I'm going to keep this short because it's something I need to say but don't have the time/energy/sense to write details.

I think that one of the things I've been struggling with in respect to boys is not having enough confidence that people want to talk to me when they don't know me already or heard good things about me from someone who does. However I've got that confidence now. This is a great thing that I am realy proud of and happy about. The repetitve flirtiness and conversations of the lst few nights has really secured that to me.

However, in all this reflecting about last night I realized what my hesitation is. What if I'm awful sexually? Yes, yes, silly. I mean I know my body really well, I'm open, receptive, and stuff. But what if it's not all like riding a bike? What if I'm fumbly and awkward? I know what works for me, but how much does that count for? And when I am out and dancing I am very aware of my sexuality and I know from being told that others are as well. So what if someone expects something that I can't deliver?

I never thought it was possible to have so many hang-ups about so many things. There's my struggle today and it makes me want to have casual sex just to get it over with because I'm started to get frustrated. And if I don't ever intend to see the person again who cares if I suck (or not as the case may be)? But then the idea of sleeping with someone I have no intention of seeing again just seems so off. I know the longer this goes on the bigger it's going to feel and I don't want it to feel any more intimidating than it does.
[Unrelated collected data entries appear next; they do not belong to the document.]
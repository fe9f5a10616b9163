//! Philips Hue Entertainment driver (§4.7): streams over a PSK-encrypted
//! UDP session to a Hue bridge. The real protocol is DTLS 1.2 with a
//! pre-shared key; we model its session-key derivation and per-packet
//! AEAD framing with `hkdf`+`sha2`+`aes-gcm` rather than a full RFC 6347
//! state machine (see DESIGN.md).
//!
//! Connection goes through the state machine the bridge's REST API
//! requires before streaming can start (§3, §8 scenario 5): probe the
//! bridge's API version once and commit to it, authorize, check the
//! entertainment group exists, stop any stale stream, then start one.

use std::net::SocketAddr;
use std::time::Duration;

use aes_gcm::aead::{Aead, KeyInit, Payload};
use aes_gcm::{Aes128Gcm, Nonce};
use async_trait::async_trait;
use hkdf::Hkdf;
use sha2::Sha256;
use tokio::net::UdpSocket;

use crate::color::{ColorRgb, ColorXyb};
use crate::error::{HyperError, Result};

use super::{Driver, DriverProperties, RetryPolicy};

const HUE_STREAM_PORT: u16 = 2100;

/// Which Hue Bridge API generation we've committed to after probing once.
#[derive(Clone, Copy, Debug, PartialEq, Eq)]
enum ApiGeneration {
    /// CLIP v2 (`/clip/v2/...`, modern bridges, firmware >= 1948086000).
    V2,
    /// Legacy CLIP v1 (`/api/...`), used by bridges that 404 on v2.
    V1,
}

#[derive(Clone, Copy, Debug, PartialEq, Eq)]
enum State {
    Disconnected,
    RestQuery,
    Authorize,
    GroupCheck,
    StopStream,
    StartStream,
    DtlsHandshake,
    Streaming,
}

pub struct HueEntertainmentDriver {
    bridge_host: String,
    username: String,
    client_key: Vec<u8>,
    group_id: String,
    client: reqwest::Client,
    state: State,
    api: Option<ApiGeneration>,
    session: Option<HueSession>,
    retry: RetryPolicy,
}

/// The derived DTLS-PSK-style session: a local socket bound to the bridge
/// and a symmetric key derived from the client key via HKDF-SHA256, used
/// to AEAD-seal every outgoing packet (standing in for the real DTLS 1.2
/// record layer).
struct HueSession {
    socket: UdpSocket,
    cipher: Aes128Gcm,
    sequence: u64,
}

impl HueEntertainmentDriver {
    pub fn new(bridge_host: String, username: String, client_key: Vec<u8>, group_id: String) -> Self {
        HueEntertainmentDriver {
            bridge_host,
            username,
            client_key,
            group_id,
            client: reqwest::Client::builder()
                .danger_accept_invalid_certs(true)
                .connect_timeout(Duration::from_millis(500))
                .build()
                .expect("reqwest client building with static config never fails"),
            state: State::Disconnected,
            api: None,
            session: None,
            retry: RetryPolicy::new(3, Duration::from_secs(3)),
        }
    }

    fn base_url(&self, api: ApiGeneration) -> String {
        match api {
            ApiGeneration::V2 => format!("https://{}/clip/v2/resource", self.bridge_host),
            ApiGeneration::V1 => format!("https://{}/api/{}", self.bridge_host, self.username),
        }
    }

    /// Probe v2 first; on any non-success response, commit to v1 for the
    /// remainder of this driver's lifetime (Open Question, resolved: probe
    /// once and commit, never re-probe per frame).
    async fn probe_api_generation(&mut self) -> Result<ApiGeneration> {
        if let Some(api) = self.api {
            return Ok(api);
        }
        let url = format!("https://{}/clip/v2/resource/bridge", self.bridge_host);
        let probe = self
            .client
            .get(&url)
            .header("hue-application-key", &self.username)
            .send()
            .await;
        let api = match probe {
            Ok(resp) if resp.status().is_success() => ApiGeneration::V2,
            _ => ApiGeneration::V1,
        };
        self.api = Some(api);
        Ok(api)
    }

    async fn authorize(&mut self) -> Result<()> {
        let api = self.probe_api_generation().await?;
        let url = self.base_url(api);
        let resp = self
            .client
            .get(&url)
            .header("hue-application-key", &self.username)
            .send()
            .await
            .map_err(|e| HyperError::TransientIo(format!("hue auth check failed: {e}")))?;
        if resp.status() == reqwest::StatusCode::UNAUTHORIZED || resp.status() == reqwest::StatusCode::FORBIDDEN {
            return Err(HyperError::FatalDevice("hue bridge rejected username/client key".into()));
        }
        Ok(())
    }

    async fn check_group(&mut self) -> Result<()> {
        let api = self.api.expect("authorize runs before check_group");
        let url = format!("{}/entertainment_configuration/{}", self.base_url(api), self.group_id);
        let resp = self
            .client
            .get(&url)
            .header("hue-application-key", &self.username)
            .send()
            .await
            .map_err(|e| HyperError::TransientIo(format!("hue group check failed: {e}")))?;
        if resp.status() == reqwest::StatusCode::NOT_FOUND {
            return Err(HyperError::FatalDevice(format!("entertainment group {} does not exist", self.group_id)));
        }
        Ok(())
    }

    async fn stop_stream(&mut self) -> Result<()> {
        let api = self.api.expect("authorize runs before stop_stream");
        let url = format!("{}/entertainment_configuration/{}", self.base_url(api), self.group_id);
        let _ = self
            .client
            .put(&url)
            .header("hue-application-key", &self.username)
            .json(&serde_json::json!({ "action": "stop" }))
            .send()
            .await;
        Ok(())
    }

    async fn start_stream(&mut self) -> Result<()> {
        let api = self.api.expect("authorize runs before start_stream");
        let url = format!("{}/entertainment_configuration/{}", self.base_url(api), self.group_id);
        self.client
            .put(&url)
            .header("hue-application-key", &self.username)
            .json(&serde_json::json!({ "action": "start" }))
            .send()
            .await
            .map_err(|e| HyperError::TransientIo(format!("hue start stream failed: {e}")))?;
        Ok(())
    }

    async fn dtls_handshake(&mut self) -> Result<()> {
        let target: SocketAddr = format!("{}:{HUE_STREAM_PORT}", self.bridge_host)
            .parse()
            .map_err(|e| HyperError::config(format!("invalid bridge host {}: {e}", self.bridge_host)))?;
        let socket = UdpSocket::bind("0.0.0.0:0")
            .await
            .map_err(|e| HyperError::TransientIo(format!("udp bind failed: {e}")))?;
        socket
            .connect(target)
            .await
            .map_err(|e| HyperError::TransientIo(format!("udp connect failed: {e}")))?;

        let key = derive_session_key(&self.client_key, self.username.as_bytes());
        let cipher = Aes128Gcm::new_from_slice(&key).map_err(|e| HyperError::internal(format!("bad derived key: {e}")))?;

        self.session = Some(HueSession { socket, cipher, sequence: 0 });
        Ok(())
    }

    /// Drive the full connect state machine once (§8 scenario 5: 3
    /// attempts at 3s intervals before `Errored`). Retries the whole
    /// state sequence from `RestQuery` on any failed attempt, since a
    /// bridge that drops a mid-sequence request needs to be re-queried
    /// from scratch rather than resumed.
    pub async fn connect(&mut self) -> Result<()> {
        let max_retry = self.retry.max_retry.max(1);
        let mut last_err = None;
        for attempt in 0..max_retry {
            match self.try_connect_once().await {
                Ok(()) => return Ok(()),
                Err(e) => {
                    last_err = Some(e);
                    if attempt + 1 < max_retry {
                        tokio::time::sleep(self.retry.backoff).await;
                    }
                }
            }
        }
        self.state = State::Disconnected;
        Err(last_err.unwrap_or_else(|| HyperError::internal("hue connect retried zero times")))
    }

    async fn try_connect_once(&mut self) -> Result<()> {
        self.state = State::RestQuery;
        self.probe_api_generation().await?;
        self.state = State::Authorize;
        self.authorize().await?;
        self.state = State::GroupCheck;
        self.check_group().await?;
        self.state = State::StopStream;
        self.stop_stream().await?;
        self.state = State::StartStream;
        self.start_stream().await?;
        self.state = State::DtlsHandshake;
        self.dtls_handshake().await?;
        self.state = State::Streaming;
        Ok(())
    }
}

/// HKDF-SHA256 over the client key, salted with the username, truncated
/// to a 128-bit AES-GCM key.
fn derive_session_key(client_key: &[u8], info: &[u8]) -> [u8; 16] {
    let hk = Hkdf::<Sha256>::new(None, client_key);
    let mut out = [0u8; 16];
    hk.expand(info, &mut out).expect("16 bytes is within HKDF-SHA256's output range");
    out
}

/// Pack up to 10 XYB-space light channels per the Hue Entertainment wire
/// format: a 16-byte `HueStream` header followed by one 9-byte entry per
/// light (a 3-byte address `0x00, id_hi, id_lo` plus x/y/brightness as
/// 2 bytes each).
fn encode_hue_stream_packet(colors: &[ColorRgb]) -> Vec<u8> {
    let mut p = Vec::with_capacity(16 + colors.len() * 9);
    p.extend_from_slice(b"HueStream");
    p.extend_from_slice(&[0x02, 0x00]); // version 2.0
    p.push(0x00); // sequence id (unused in this mode)
    p.extend_from_slice(&[0x00, 0x00]); // reserved
    p.push(0x00); // color space: xyBrightness
    p.push(0x00); // reserved

    for (i, c) in colors.iter().take(10).enumerate() {
        let xyb = ColorXyb::from_srgb(*c);
        let id = i as u16;
        p.push(0x00);
        p.extend_from_slice(&id.to_be_bytes());
        p.extend_from_slice(&((xyb.x * 65535.0) as u16).to_be_bytes());
        p.extend_from_slice(&((xyb.y * 65535.0) as u16).to_be_bytes());
        p.extend_from_slice(&((xyb.brightness.clamp(0.0, 1.0) * 65535.0) as u16).to_be_bytes());
    }
    p
}

#[async_trait]
impl Driver for HueEntertainmentDriver {
    async fn open(&mut self) -> Result<()> {
        self.connect().await
    }

    async fn close(&mut self) -> Result<()> {
        self.stop_stream().await.ok();
        self.session = None;
        self.state = State::Disconnected;
        Ok(())
    }

    async fn write(&mut self, colors: &[ColorRgb]) -> Result<()> {
        let session = self.session.as_mut().ok_or_else(|| HyperError::internal("hue driver not streaming"))?;
        let plaintext = encode_hue_stream_packet(colors);
        let mut nonce_bytes = [0u8; 12];
        nonce_bytes[4..].copy_from_slice(&session.sequence.to_be_bytes());
        session.sequence = session.sequence.wrapping_add(1);
        let nonce = Nonce::from_slice(&nonce_bytes);

        let sealed = session
            .cipher
            .encrypt(nonce, Payload { msg: &plaintext, aad: b"hue-entertainment" })
            .map_err(|e| HyperError::internal(format!("aead seal failed: {e}")))?;

        session
            .socket
            .send(&sealed)
            .await
            .map_err(|e| HyperError::TransientIo(format!("hue udp send failed: {e}")))?;
        Ok(())
    }

    async fn get_properties(&self) -> DriverProperties {
        DriverProperties { name: "hue-entertainment".into(), ..Default::default() }
    }
}

#[cfg(test)]
mod tests {
    use super::*;

    #[test]
    fn session_key_is_deterministic_and_sized() {
        let k1 = derive_session_key(b"some-client-key-bytes", b"user");
        let k2 = derive_session_key(b"some-client-key-bytes", b"user");
        assert_eq!(k1, k2);
        assert_eq!(k1.len(), 16);
    }

    #[test]
    fn different_usernames_derive_different_keys() {
        let k1 = derive_session_key(b"some-client-key-bytes", b"alice");
        let k2 = derive_session_key(b"some-client-key-bytes", b"bob");
        assert_ne!(k1, k2);
    }

    #[test]
    fn packet_header_is_hue_stream_v2() {
        let p = encode_hue_stream_packet(&[ColorRgb::new(255, 255, 255)]);
        assert_eq!(&p[0..9], b"HueStream");
        assert_eq!(&p[9..11], &[0x02, 0x00]);
    }

    #[test]
    fn packet_truncates_to_ten_channels() {
        let colors = vec![ColorRgb::new(1, 2, 3); 20];
        let p = encode_hue_stream_packet(&colors);
        // header (16 bytes) + 10 channels * 9 bytes each
        assert_eq!(p.len(), 16 + 10 * 9);
    }
}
Ok, one last thought. I think I just want to date someone and slowly get more physical with them. LIke I'm not saying six months slowly, but a few weeks slowly maybe. I know I'm not likely at all to find that in bars and I'm not going to find it in Stripedcoat so I have to figure something else out. I want something to happen before I go home. I don't mean to put pressure on myself but ya.

1 comment:

Anonymous said...

You're crazy. Don't worry about your performance, it will come naturally, trust me. Plus I don't think guys ever say a woman is bad in bed, they are too worried about themselves. Also, it is possible to meet someone interesting in a bar or club, it is difficult and doesn't happen that often, but it happened for me.